## What you will do
Exact reproduction required: the lines below from the line with "pub const ICO_BAT_70: &str" to the line with "pub const BAT_MOD_ERR: &str", both ends included, and no others.

## Material for this exercise

—————

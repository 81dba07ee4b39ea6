//! Engine tuning knobs.

use std::time::Duration;

use ledger_types::{AccountType, Currency};

/// Settings shared by the ledger services.
#[derive(Debug, Clone)]
pub struct EngineConfig {
    /// How long a resolved fee rule stays cached
    pub fee_cache_ttl: Duration,
    /// Bound of the event delivery queue
    pub event_queue_capacity: usize,
    /// Buffer of the live event stream
    pub event_stream_capacity: usize,
    pub event_workers: usize,
    pub event_retry: RetryPolicy,
    /// Per-call bound on receipt, webhook and directory calls
    pub collaborator_timeout: Duration,
    /// Owners per seeding batch
    pub seed_batch_size: usize,
    pub currencies: Vec<Currency>,
    pub account_types: Vec<AccountType>,
    /// Pending journals older than this are failed by the sweeper
    pub pending_timeout: Duration,
}

impl Default for EngineConfig {
    fn default() -> Self {
        Self {
            fee_cache_ttl: Duration::from_secs(300),
            event_queue_capacity: 1024,
            event_stream_capacity: 256,
            event_workers: 4,
            event_retry: RetryPolicy::default(),
            collaborator_timeout: Duration::from_secs(5),
            seed_batch_size: 500,
            currencies: vec![Currency::KES, Currency::USD],
            account_types: vec![AccountType::Real, AccountType::Demo],
            pending_timeout: Duration::from_secs(600),
        }
    }
}

/// Exponential backoff with random jitter.
#[derive(Debug, Clone, Copy, PartialEq, Eq)]
pub struct RetryPolicy {
    /// Total tries including the first
    pub max_attempts: u32,
    pub base_delay: Duration,
    pub max_delay: Duration,
}

impl Default for RetryPolicy {
    fn default() -> Self {
        Self {
            max_attempts: 5,
            base_delay: Duration::from_millis(200),
            max_delay: Duration::from_secs(10),
        }
    }
}

impl RetryPolicy {
    /// Delay before retry number `attempt` (1-based), without jitter.
    pub fn backoff(&self, attempt: u32) -> Duration {
        if attempt == 0 {
            return Duration::ZERO;
        }
        let factor = 2u32.saturating_pow(attempt - 1);
        self.base_delay.saturating_mul(factor).min(self.max_delay)
    }

    /// Backoff plus up to half of it again, drawn at random.
    pub fn delay_for_attempt(&self, attempt: u32) -> Duration {
        use rand::Rng;

        let base = self.backoff(attempt);
        let jitter_ms = (base.as_millis() / 2) as u64;
        if jitter_ms == 0 {
            return base;
        }
        base + Duration::from_millis(rand::rng().random_range(0..=jitter_ms))
    }
}
//! Typed errors of the scheduler and the signal transport

use std::io;
use std::path::PathBuf;
use thiserror::Error;

/// Invalid scheduler configuration, detected before any task is spawned
#[derive(Debug, Error, PartialEq, Eq)]
pub enum ConfigError {
    #[error("batch size must be at least 1")]
    ZeroBatchSize,
    #[error("no modules configured")]
    NoModules,
}

/// Failures of the signal socket
#[derive(Debug, Error)]
pub enum SignalError {
    #[error("failed to remove stale signal socket {path:?}: {source}")]
    RemoveStale {
        path: PathBuf,
        #[source]
        source: io::Error,
    },
    #[error("failed to bind signal socket {path:?}: {source}")]
    Bind {
        path: PathBuf,
        #[source]
        source: io::Error,
    },
    #[error("failed to connect to signal socket {path:?}: {source}")]
    Connect {
        path: PathBuf,
        #[source]
        source: io::Error,
    },
    #[error("failed to read from connection: {0}")]
    Read(#[source] io::Error),
    #[error("failed to write signal: {0}")]
    Write(#[source] io::Error),
    #[error("received an empty signal")]
    Empty,
}
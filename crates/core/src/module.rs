//! Module trait and related types

use dwmstat_types::{interval_from_ms, ScheduleConfig};
use std::time::Duration;

/// Metadata about a module type
#[derive(Debug, Clone)]
pub struct ModuleMetadata {
    /// Identifier of the module type (matches the config tag)
    pub id: String,
    /// Description of what this module shows
    pub description: String,
    /// Update interval used when the config does not override it.
    /// `None` means the module only runs when signalled.
    pub default_interval: Option<Duration>,
}

/// Resolved scheduling parameters of one configured module
#[derive(Debug, Clone, PartialEq, Eq)]
pub struct Schedule {
    /// Unique name, used as the signal lookup key
    pub name: String,
    /// Periodic interval, `None` for signal-only modules
    pub interval: Option<Duration>,
    /// Extra signal id the module answers to
    pub signal: Option<String>,
}

impl Schedule {
    /// Merge config overrides over a module's defaults
    pub fn resolve(
        config: &ScheduleConfig,
        default_name: &str,
        default_interval: Option<Duration>,
    ) -> Self {
        Self {
            name: config
                .name
                .clone()
                .unwrap_or_else(|| default_name.to_string()),
            interval: config
                .update_interval_ms
                .map_or(default_interval, interval_from_ms),
            signal: config.signal.clone(),
        }
    }
}

/// Trait for all status bar modules
///
/// A module produces one short display string each time it is executed.
/// Implementations either probe the system directly or run an external
/// command.
pub trait Module: Send {
    /// Get metadata about this module type
    fn metadata(&self) -> &ModuleMetadata;

    /// Get the resolved schedule of this instance
    fn schedule(&self) -> &Schedule;

    /// Unique name of this module instance
    fn name(&self) -> &str {
        &self.schedule().name
    }

    /// Periodic update interval, `None` if the module is signal-only
    fn update_interval(&self) -> Option<Duration> {
        self.schedule().interval
    }

    /// Signal id correlating with inbound signal payloads
    fn signal(&self) -> Option<&str> {
        self.schedule().signal.as_deref()
    }

    /// Run the module and return the string to display
    ///
    /// This must not fail: errors are logged by the implementation and
    /// replaced with a fixed sentinel marker so a broken module stays
    /// visible on the bar instead of disappearing.
    fn execute(&mut self) -> String;
}

/// Type-erased module for dynamic dispatch
pub type BoxedModule = Box<dyn Module>;
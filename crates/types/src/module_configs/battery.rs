//! Battery module configuration types.

use serde::{Deserialize, Serialize};

use crate::schedule::ScheduleConfig;

fn default_device() -> String {
    "BAT1".to_string()
}

fn default_power_supply_dir() -> String {
    "/sys/class/power_supply".to_string()
}

/// Battery module configuration
#[derive(Debug, Clone, PartialEq, Eq, Serialize, Deserialize)]
pub struct BatteryModuleConfig {
    #[serde(flatten)]
    pub schedule: ScheduleConfig,
    /// Device directory name under the power supply class, e.g. `BAT0`
    #[serde(default = "default_device")]
    pub device: String,
    #[serde(default = "default_power_supply_dir")]
    pub power_supply_dir: String,
}

impl BatteryModuleConfig {
    pub fn for_device(device: impl Into<String>) -> Self {
        Self {
            device: device.into(),
            ..Self::default()
        }
    }
}

impl Default for BatteryModuleConfig {
    fn default() -> Self {
        Self {
            schedule: ScheduleConfig::default(),
            device: default_device(),
            power_supply_dir: default_power_supply_dir(),
        }
    }
}
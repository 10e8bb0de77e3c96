//! Shared constants for the application

use std::time::Duration;

/// Separator placed between module outputs
pub const DEFAULT_SEPARATOR: &str = " | ";

/// Padding placed before the first and after the last module output
pub const DEFAULT_PADDING: &str = " ";

/// Number of module updates collected before the bar is redrawn.
/// A batch size of 1 redraws on every update.
pub const DEFAULT_BATCH_SIZE: usize = 1;

/// Longest time pending updates wait for a batch to fill
pub const DEFAULT_MIN_TIME: Duration = Duration::from_millis(1000);

/// Unix socket on which signals are accepted
pub const DEFAULT_SOCKET_PATH: &str = "/tmp/dwmstat_sig";

/// How long shutdown waits for workers and the aggregator before
/// abandoning them
pub const DEFAULT_STOP_TIMEOUT: Duration = Duration::from_secs(2);

/// Capacity of the channel between the signal listener and the router
pub const SIGNAL_CHANNEL_CAPACITY: usize = 5;

// Icons (Nerd Font glyphs)

pub const ICO_DATE: &str = "\u{f073}";
pub const ICO_TIME: &str = "\u{f017}";

pub const ICO_BAT_FULL: &str = "\u{f0079} (F)";
pub const ICO_BAT_C20: &str = "\u{f0086}";
pub const ICO_BAT_C40: &str = "\u{f0088}";
pub const ICO_BAT_C60: &str = "\u{f0089}";
pub const ICO_BAT_C80: &str = "\u{f008a}";
pub const ICO_BAT_C90: &str = "\u{f008b}";
pub const ICO_BAT_00: &str = "\u{f008e}";
pub const ICO_BAT_10: &str = "\u{f007a}";
pub const ICO_BAT_20: &str = "\u{f007b}";
pub const ICO_BAT_30: &str = "\u{f007c}";
pub const ICO_BAT_40: &str = "\u{f007d}";
pub const ICO_BAT_50: &str = "\u{f007e}";
pub const ICO_BAT_60: &str = "\u{f007f}";
pub const ICO_BAT_70: &str = "\u{f0080}";
pub const ICO_BAT_80: &str = "\u{f0081}";
pub const ICO_BAT_90: &str = "\u{f0082}";
pub const ICO_BAT_100: &str = "\u{f0079}";

pub const ICO_VOL_MUTE: &str = "\u{f6a9}";
pub const ICO_VOL_DOWN: &str = "\u{f027}";
pub const ICO_VOL_UP: &str = "\u{f028}";

pub const ICO_RES_RAM: &str = "\u{f035b}";
pub const ICO_RES_CPU: &str = "\u{f4bc}";

// Sentinel markers shown in place of a module's output when it fails

pub const BAT_MOD_ERR: &str = "BAT_MOD_ERR";
pub const EXT_MOD_MVOL_ERR: &str = "EXT_MOD_MVOL_ERR";
pub const EXT_MOD_RAM_ERR: &str = "EXT_MOD_RAM_ERR";

/// Marker for an external module whose command could not be run
pub fn ext_mod_exec_err(name: &str) -> String {
    format!("EXT_MOD_EXEC_ERR({})", name)
}

/// Marker for a module whose execution panicked
pub fn mod_exec_panic(name: &str) -> String {
    format!("MOD_EXEC_PANIC({})", name)
}
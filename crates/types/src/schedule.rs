//! Per-module scheduling overrides shared by every module config.

use serde::{Deserialize, Serialize};
use std::time::Duration;

/// Scheduling fields common to every module.
///
/// Flattened into each module config, so a module entry reads
/// `{"module_type": "date", "name": "clock", "update_interval_ms": 500}`.
/// Absent fields fall back to the module's own defaults.
#[derive(Debug, Clone, Default, PartialEq, Eq, Serialize, Deserialize)]
pub struct ScheduleConfig {
    /// Unique name used to address the module with signals
    #[serde(default, skip_serializing_if = "Option::is_none")]
    pub name: Option<String>,
    /// Update interval in milliseconds. Zero or negative means the module
    /// only runs when signalled.
    #[serde(default, skip_serializing_if = "Option::is_none")]
    pub update_interval_ms: Option<i64>,
    /// Additional signal id the module answers to
    #[serde(default, skip_serializing_if = "Option::is_none")]
    pub signal: Option<String>,
}

impl ScheduleConfig {
    /// Schedule with only a name set
    pub fn named(name: impl Into<String>) -> Self {
        Self {
            name: Some(name.into()),
            ..Self::default()
        }
    }

    /// Builder-style interval override
    pub fn with_interval_ms(mut self, ms: i64) -> Self {
        self.update_interval_ms = Some(ms);
        self
    }

    /// Builder-style signal override
    pub fn with_signal(mut self, signal: impl Into<String>) -> Self {
        self.signal = Some(signal.into());
        self
    }
}

/// Convert a signed millisecond interval into a periodic interval.
///
/// Returns `None` (signal-only) for zero or negative values.
pub fn interval_from_ms(ms: i64) -> Option<Duration> {
    if ms > 0 {
        Some(Duration::from_millis(ms as u64))
    } else {
        None
    }
}
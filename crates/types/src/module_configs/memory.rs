//! Memory module configuration types.

use serde::{Deserialize, Serialize};

use crate::schedule::ScheduleConfig;

/// What the memory module shows
#[derive(Debug, Clone, Copy, PartialEq, Eq, Serialize, Deserialize, Default)]
pub enum MemoryField {
    /// Used RAM as a percentage of total
    #[default]
    Percent,
    /// Used and total RAM in GiB
    Used,
    /// Used swap as a percentage of total swap
    SwapPercent,
}

/// Memory module configuration
#[derive(Debug, Clone, Default, PartialEq, Eq, Serialize, Deserialize)]
pub struct MemoryModuleConfig {
    #[serde(flatten)]
    pub schedule: ScheduleConfig,
    #[serde(default)]
    pub field: MemoryField,
}
//! dwmstat: An update scheduler for the dwm status bar
//!
//! This library provides the core functionality for dwmstat, including:
//! - Per-module workers running on an interval or on demand
//! - Batched redraws of the composed status line
//! - A Unix socket listener forcing individual modules to update
//! - Configuration management

pub mod config;
pub mod core;

// Re-export commonly used types
pub use crate::core::{Module, Scheduler, SchedulerConfig};
pub use config::AppConfig;

use anyhow::{Context, Result};

/// Build the configured modules, in display order
pub fn build_modules(config: &AppConfig) -> Result<Vec<core::BoxedModule>> {
    let registry = dwmstat_sources::builtin_registry();
    registry
        .create_modules(&config.modules)
        .context("Failed to create modules")
}

/// One line describing a module's schedule
pub fn describe_module(module: &dyn Module) -> String {
    let interval = match module.update_interval() {
        Some(interval) => format!("every {}ms", interval.as_millis()),
        None => "on signal only".to_string(),
    };
    match module.signal() {
        Some(signal) => format!(
            "{} ({}): {}, signal '{}'",
            module.name(),
            module.metadata().id,
            interval,
            signal
        ),
        None => format!("{} ({}): {}", module.name(), module.metadata().id, interval),
    }
}
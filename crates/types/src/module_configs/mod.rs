//! Module configuration types for all built-in modules.

pub mod battery;
pub mod cpu;
pub mod date;
pub mod external;
pub mod memory;
pub mod static_text;

use serde::{Deserialize, Serialize};

use crate::schedule::ScheduleConfig;

// Re-export all module config types for convenience
pub use battery::BatteryModuleConfig;
pub use cpu::CpuModuleConfig;
pub use date::DateModuleConfig;
pub use external::{ExternalKind, ExternalModuleConfig, PostProcess};
pub use memory::{MemoryField, MemoryModuleConfig};
pub use static_text::StaticTextModuleConfig;

/// Type-safe enum for all module configurations.
/// Uses serde tag for JSON serialization: {"module_type": "date", ...}
#[derive(Debug, Clone, PartialEq, Eq, Serialize, Deserialize)]
#[serde(tag = "module_type")]
pub enum ModuleConfig {
    #[serde(rename = "date")]
    Date(DateModuleConfig),

    #[serde(rename = "battery")]
    Battery(BatteryModuleConfig),

    #[serde(rename = "memory")]
    Memory(MemoryModuleConfig),

    #[serde(rename = "cpu")]
    Cpu(CpuModuleConfig),

    #[serde(rename = "external")]
    External(ExternalModuleConfig),

    #[serde(rename = "static_text")]
    StaticText(StaticTextModuleConfig),
}

impl ModuleConfig {
    /// Get the module type ID string
    pub fn module_type(&self) -> &'static str {
        match self {
            ModuleConfig::Date(_) => "date",
            ModuleConfig::Battery(_) => "battery",
            ModuleConfig::Memory(_) => "memory",
            ModuleConfig::Cpu(_) => "cpu",
            ModuleConfig::External(_) => "external",
            ModuleConfig::StaticText(_) => "static_text",
        }
    }

    /// Scheduling overrides shared by every variant
    pub fn schedule(&self) -> &ScheduleConfig {
        match self {
            ModuleConfig::Date(c) => &c.schedule,
            ModuleConfig::Battery(c) => &c.schedule,
            ModuleConfig::Memory(c) => &c.schedule,
            ModuleConfig::Cpu(c) => &c.schedule,
            ModuleConfig::External(c) => &c.schedule,
            ModuleConfig::StaticText(c) => &c.schedule,
        }
    }
}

—————

## Task result
pub const ICO_BAT_70: &str = "\u{f0080}";
pub const ICO_BAT_80: &str = "\u{f0081}";
pub const ICO_BAT_90: &str = "\u{f0082}";
pub const ICO_BAT_100: &str = "\u{f0079}";

pub const ICO_VOL_MUTE: &str = "\u{f6a9}";
pub const ICO_VOL_DOWN: &str = "\u{f027}";
pub const ICO_VOL_UP: &str = "\u{f028}";

pub const ICO_RES_RAM: &str = "\u{f035b}";
pub const ICO_RES_CPU: &str = "\u{f4bc}";

// Sentinel markers shown in place of a module's output when it fails

pub const BAT_MOD_ERR: &str = "BAT_MOD_ERR";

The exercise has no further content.